//! Inline image payloads attached to a submission.
//!
//! On the wire each image is a base64 string, either bare or wrapped in a
//! `data:<mime>;base64,` URL. Decoded payloads keep their bytes and a mime
//! type, which is taken from the data URL when it names an `image/` type,
//! otherwise sniffed from magic bytes or defaulted to PNG.

use std::path::Path;

use base64::engine::general_purpose::STANDARD;
use base64::Engine;
use serde::{Deserialize, Serialize};

use crate::error::{Result, TutorError};

/// Supported image formats.
#[derive(Debug, Clone, Copy, PartialEq, Eq, Serialize, Deserialize)]
#[serde(rename_all = "lowercase")]
pub enum ImageFormat {
    /// PNG image format.
    Png,
    /// JPEG image format.
    Jpeg,
    /// GIF image format.
    Gif,
    /// WebP image format.
    Webp,
}

impl ImageFormat {
    /// Attempts to detect the format from a file extension.
    #[must_use]
    pub fn from_extension(ext: &str) -> Option<Self> {
        match ext.to_lowercase().as_str() {
            "png" => Some(Self::Png),
            "jpg" | "jpeg" => Some(Self::Jpeg),
            "gif" => Some(Self::Gif),
            "webp" => Some(Self::Webp),
            _ => None,
        }
    }

    /// Attempts to detect the format from a file path.
    #[must_use]
    pub fn from_path(path: &Path) -> Option<Self> {
        path.extension()
            .and_then(|ext| ext.to_str())
            .and_then(Self::from_extension)
    }

    /// Sniffs the format from the leading magic bytes.
    #[must_use]
    pub fn sniff(bytes: &[u8]) -> Option<Self> {
        if bytes.starts_with(&[0x89, b'P', b'N', b'G']) {
            Some(Self::Png)
        } else if bytes.starts_with(&[0xFF, 0xD8, 0xFF]) {
            Some(Self::Jpeg)
        } else if bytes.starts_with(b"GIF8") {
            Some(Self::Gif)
        } else if bytes.len() >= 12 && &bytes[..4] == b"RIFF" && &bytes[8..12] == b"WEBP" {
            Some(Self::Webp)
        } else {
            None
        }
    }

    /// The IANA mime type.
    #[must_use]
    pub const fn mime_type(self) -> &'static str {
        match self {
            Self::Png => "image/png",
            Self::Jpeg => "image/jpeg",
            Self::Gif => "image/gif",
            Self::Webp => "image/webp",
        }
    }
}

impl std::fmt::Display for ImageFormat {
    fn fmt(&self, f: &mut std::fmt::Formatter<'_>) -> std::fmt::Result {
        match self {
            Self::Png => write!(f, "png"),
            Self::Jpeg => write!(f, "jpeg"),
            Self::Gif => write!(f, "gif"),
            Self::Webp => write!(f, "webp"),
        }
    }
}

/// Limits applied when decoding images from a request.
#[derive(Debug, Clone, Copy, PartialEq, Eq)]
pub struct ImageLimits {
    /// Maximum number of images per submission.
    pub max_images: usize,
    /// Maximum decoded size of a single image in bytes.
    pub max_image_bytes: usize,
}

impl Default for ImageLimits {
    fn default() -> Self {
        Self {
            max_images: 8,
            max_image_bytes: 5 * 1024 * 1024,
        }
    }
}

/// A decoded inline image: mime type plus raw bytes.
#[derive(Clone, PartialEq, Eq)]
pub struct ImagePayload {
    /// Mime type, e.g. `image/jpeg`.
    pub mime_type: String,
    /// Raw image bytes.
    pub bytes: Vec<u8>,
}

impl std::fmt::Debug for ImagePayload {
    fn fmt(&self, f: &mut std::fmt::Formatter<'_>) -> std::fmt::Result {
        f.debug_struct("ImagePayload")
            .field("mime_type", &self.mime_type)
            .field("len", &self.bytes.len())
            .finish()
    }
}

impl ImagePayload {
    /// Wraps raw bytes, sniffing the mime type.
    #[must_use]
    pub fn from_bytes(bytes: Vec<u8>) -> Self {
        let mime_type = ImageFormat::sniff(&bytes)
            .unwrap_or(ImageFormat::Png)
            .mime_type()
            .to_string();
        Self { mime_type, bytes }
    }

    /// Decodes a wire payload: bare base64 or a `data:` URL.
    ///
    /// # Errors
    ///
    /// Returns `TutorError::ValidationError` if the payload is not valid base64
    /// or decodes to nothing.
    pub fn decode(encoded: &str) -> Result<Self> {
        let encoded = encoded.trim();
        let (declared_mime, data) = match encoded.strip_prefix("data:") {
            Some(rest) => {
                let Some((header, data)) = rest.split_once(',') else {
                    return Err(TutorError::validation("image data URL has no payload"));
                };
                let Some(mime) = header.strip_suffix(";base64") else {
                    return Err(TutorError::validation("image data URL must be base64-encoded"));
                };
                (Some(mime.to_string()), data)
            }
            None => (None, encoded),
        };

        let bytes = STANDARD
            .decode(data)
            .map_err(|e| TutorError::validation(format!("image is not valid base64: {e}")))?;
        if bytes.is_empty() {
            return Err(TutorError::validation("image is empty"));
        }

        let declared_mime = declared_mime.filter(|m| {
            m.get(..6)
                .is_some_and(|prefix| prefix.eq_ignore_ascii_case("image/"))
                && m.len() > 6
        });
        Ok(match declared_mime {
            Some(mime_type) => Self { mime_type, bytes },
            None => Self::from_bytes(bytes),
        })
    }

    /// Decodes every wire payload in order, enforcing `limits`.
    ///
    /// # Errors
    ///
    /// Returns `TutorError::ValidationError` for too many images, an invalid
    /// payload, or an image above the size limit.
    pub fn decode_all(encoded: &[String], limits: ImageLimits) -> Result<Vec<Self>> {
        if encoded.len() > limits.max_images {
            return Err(TutorError::validation(format!(
                "too many images: {} attached, at most {} allowed",
                encoded.len(),
                limits.max_images
            )));
        }
        encoded
            .iter()
            .enumerate()
            .map(|(index, payload)| {
                let image = Self::decode(payload)?;
                if image.bytes.len() > limits.max_image_bytes {
                    return Err(TutorError::validation(format!(
                        "image {} is {} bytes, larger than the {} byte limit",
                        index + 1,
                        image.bytes.len(),
                        limits.max_image_bytes
                    )));
                }
                Ok(image)
            })
            .collect()
    }

    /// Loads an image from disk, detecting the format from the extension and
    /// then the magic bytes.
    ///
    /// # Errors
    ///
    /// Returns `TutorError::Io` if the file cannot be read and
    /// `TutorError::ValidationError` if it is empty.
    pub fn load(path: impl AsRef<Path>) -> Result<Self> {
        let path = path.as_ref();
        let bytes = std::fs::read(path)?;
        if bytes.is_empty() {
            return Err(TutorError::validation(format!(
                "image '{}' is empty",
                path.display()
            )));
        }
        let format = ImageFormat::from_path(path)
            .or_else(|| ImageFormat::sniff(&bytes))
            .unwrap_or(ImageFormat::Png);
        Ok(Self {
            mime_type: format.mime_type().to_string(),
            bytes,
        })
    }

    /// Encodes the bytes as bare base64.
    #[must_use]
    pub fn to_base64(&self) -> String {
        STANDARD.encode(&self.bytes)
    }

    /// Encodes the payload as a `data:` URL, the form sent by clients.
    #[must_use]
    pub fn to_data_url(&self) -> String {
        format!("data:{};base64,{}", self.mime_type, self.to_base64())
    }
}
# # #
EXERCISE DESCRIPTION.
Repeat the whole of the data above exactly, keeping every word.

WRITTEN RESPONSE.
//! Inline image payloads attached to a submission.
//!
//! On the wire each image is a base64 string, either bare or wrapped in a
//! `data:<mime>;base64,` URL. Decoded payloads keep their bytes and a mime
//! type, which is taken from the data URL when it names an `image/` type,
//! otherwise sniffed from magic bytes or defaulted to PNG.

use std::path::Path;

use base64::engine::general_purpose::STANDARD;
use base64::Engine;
use serde::{Deserialize, Serialize};

use crate::error::{Result, TutorError};

/// Supported image formats.
#[derive(Debug, Clone, Copy, PartialEq, Eq, Serialize, Deserialize)]
#[serde(rename_all = "lowercase")]
pub enum ImageFormat {
    /// PNG image format.
    Png,
    /// JPEG image format.
    Jpeg,
    /// GIF image format.
    Gif,
    /// WebP image format.
    Webp,
}

impl ImageFormat {
    /// Attempts to detect the format from a file extension.
    #[must_use]
    pub fn from_extension(ext: &str) -> Option<Self> {
        match ext.to_lowercase().as_str() {
            "png" => Some(Self::Png),
            "jpg" | "jpeg" => Some(Self::Jpeg),
            "gif" => Some(Self::Gif),
            "webp" => Some(Self::Webp),
            _ => None,
        }
    }

    /// Attempts to detect the format from a file path.
    #[must_use]
    pub fn from_path(path: &Path) -> Option<Self> {
        path.extension()
            .and_then(|ext| ext.to_str())
            .and_then(Self::from_extension)
    }

    /// Sniffs the format from the leading magic bytes.
    #[must_use]
    pub fn sniff(bytes: &[u8]) -> Option<Self> {
        if bytes.starts_with(&[0x89, b'P', b'N', b'G']) {
            Some(Self::Png)
        } else if bytes.starts_with(&[0xFF, 0xD8, 0xFF]) {
            Some(Self::Jpeg)
        } else if bytes.starts_with(b"GIF8") {
            Some(Self::Gif)
        } else if bytes.len() >= 12 && &bytes[..4] == b"RIFF" && &bytes[8..12] == b"WEBP" {
            Some(Self::Webp)
        } else {
            None
        }
    }

    /// The IANA mime type.
    #[must_use]
    pub const fn mime_type(self) -> &'static str {
        match self {
            Self::Png => "image/png",
            Self::Jpeg => "image/jpeg",
            Self::Gif => "image/gif",
            Self::Webp => "image/webp",
        }
    }
}

impl std::fmt::Display for ImageFormat {
    fn fmt(&self, f: &mut std::fmt::Formatter<'_>) -> std::fmt::Result {
        match self {
            Self::Png => write!(f, "png"),
            Self::Jpeg => write!(f, "jpeg"),
            Self::Gif => write!(f, "gif"),
            Self::Webp => write!(f, "webp"),
        }
    }
}

/// Limits applied when decoding images from a request.
#[derive(Debug, Clone, Copy, PartialEq, Eq)]
pub struct ImageLimits {
    /// Maximum number of images per submission.
    pub max_images: usize,
    /// Maximum decoded size of a single image in bytes.
    pub max_image_bytes: usize,
}

impl Default for ImageLimits {
    fn default() -> Self {
        Self {
            max_images: 8,
            max_image_bytes: 5 * 1024 * 1024,
        }
    }
}

/// A decoded inline image: mime type plus raw bytes.
#[derive(Clone, PartialEq, Eq)]
pub struct ImagePayload {
    /// Mime type, e.g. `image/jpeg`.
    pub mime_type: String,
    /// Raw image bytes.
    pub bytes: Vec<u8>,
}

impl std::fmt::Debug for ImagePayload {
    fn fmt(&self, f: &mut std::fmt::Formatter<'_>) -> std::fmt::Result {
        f.debug_struct("ImagePayload")
            .field("mime_type", &self.mime_type)
            .field("len", &self.bytes.len())
            .finish()
    }
}

impl ImagePayload {
    /// Wraps raw bytes, sniffing the mime type.
    #[must_use]
    pub fn from_bytes(bytes: Vec<u8>) -> Self {
        let mime_type = ImageFormat::sniff(&bytes)
            .unwrap_or(ImageFormat::Png)
            .mime_type()
            .to_string();
        Self { mime_type, bytes }
    }

    /// Decodes a wire payload: bare base64 or a `data:` URL.
    ///
    /// # Errors
    ///
    /// Returns `TutorError::ValidationError` if the payload is not valid base64
    /// or decodes to nothing.
    pub fn decode(encoded: &str) -> Result<Self> {
        let encoded = encoded.trim();
        let (declared_mime, data) = match encoded.strip_prefix("data:") {
            Some(rest) => {
                let Some((header, data)) = rest.split_once(',') else {
                    return Err(TutorError::validation("image data URL has no payload"));
                };
                let Some(mime) = header.strip_suffix(";base64") else {
                    return Err(TutorError::validation("image data URL must be base64-encoded"));
                };
                (Some(mime.to_string()), data)
            }
            None => (None, encoded),
        };

        let bytes = STANDARD
            .decode(data)
            .map_err(|e| TutorError::validation(format!("image is not valid base64: {e}")))?;
        if bytes.is_empty() {
            return Err(TutorError::validation("image is empty"));
        }

        let declared_mime = declared_mime.filter(|m| {
            m.get(..6)
                .is_some_and(|prefix| prefix.eq_ignore_ascii_case("image/"))
                && m.len() > 6
        });
        Ok(match declared_mime {
            Some(mime_type) => Self { mime_type, bytes },
            None => Self::from_bytes(bytes),
        })
    }

    /// Decodes every wire payload in order, enforcing `limits`.
    ///
    /// # Errors
    ///
    /// Returns `TutorError::ValidationError` for too many images, an invalid
    /// payload, or an image above the size limit.
    pub fn decode_all(encoded: &[String], limits: ImageLimits) -> Result<Vec<Self>> {
        if encoded.len() > limits.max_images {
            return Err(TutorError::validation(format!(
                "too many images: {} attached, at most {} allowed",
                encoded.len(),
                limits.max_images
            )));
        }
        encoded
            .iter()
            .enumerate()
            .map(|(index, payload)| {
                let image = Self::decode(payload)?;
                if image.bytes.len() > limits.max_image_bytes {
                    return Err(TutorError::validation(format!(
                        "image {} is {} bytes, larger than the {} byte limit",
                        index + 1,
                        image.bytes.len(),
                        limits.max_image_bytes
                    )));
                }
                Ok(image)
            })
            .collect()
    }

    /// Loads an image from disk, detecting the format from the extension and
    /// then the magic bytes.
    ///
    /// # Errors
    ///
    /// Returns `TutorError::Io` if the file cannot be read and
    /// `TutorError::ValidationError` if it is empty.
    pub fn load(path: impl AsRef<Path>) -> Result<Self> {
        let path = path.as_ref();
        let bytes = std::fs::read(path)?;
        if bytes.is_empty() {
            return Err(TutorError::validation(format!(
                "image '{}' is empty",
                path.display()
            )));
        }
        let format = ImageFormat::from_path(path)
            .or_else(|| ImageFormat::sniff(&bytes))
            .unwrap_or(ImageFormat::Png);
        Ok(Self {
            mime_type: format.mime_type().to_string(),
            bytes,
        })
    }

    /// Encodes the bytes as bare base64.
    #[must_use]
    pub fn to_base64(&self) -> String {
        STANDARD.encode(&self.bytes)
    }

    /// Encodes the payload as a `data:` URL, the form sent by clients.
    #[must_use]
    pub fn to_data_url(&self) -> String {
        format!("data:{};base64,{}", self.mime_type, self.to_base64())
    }
}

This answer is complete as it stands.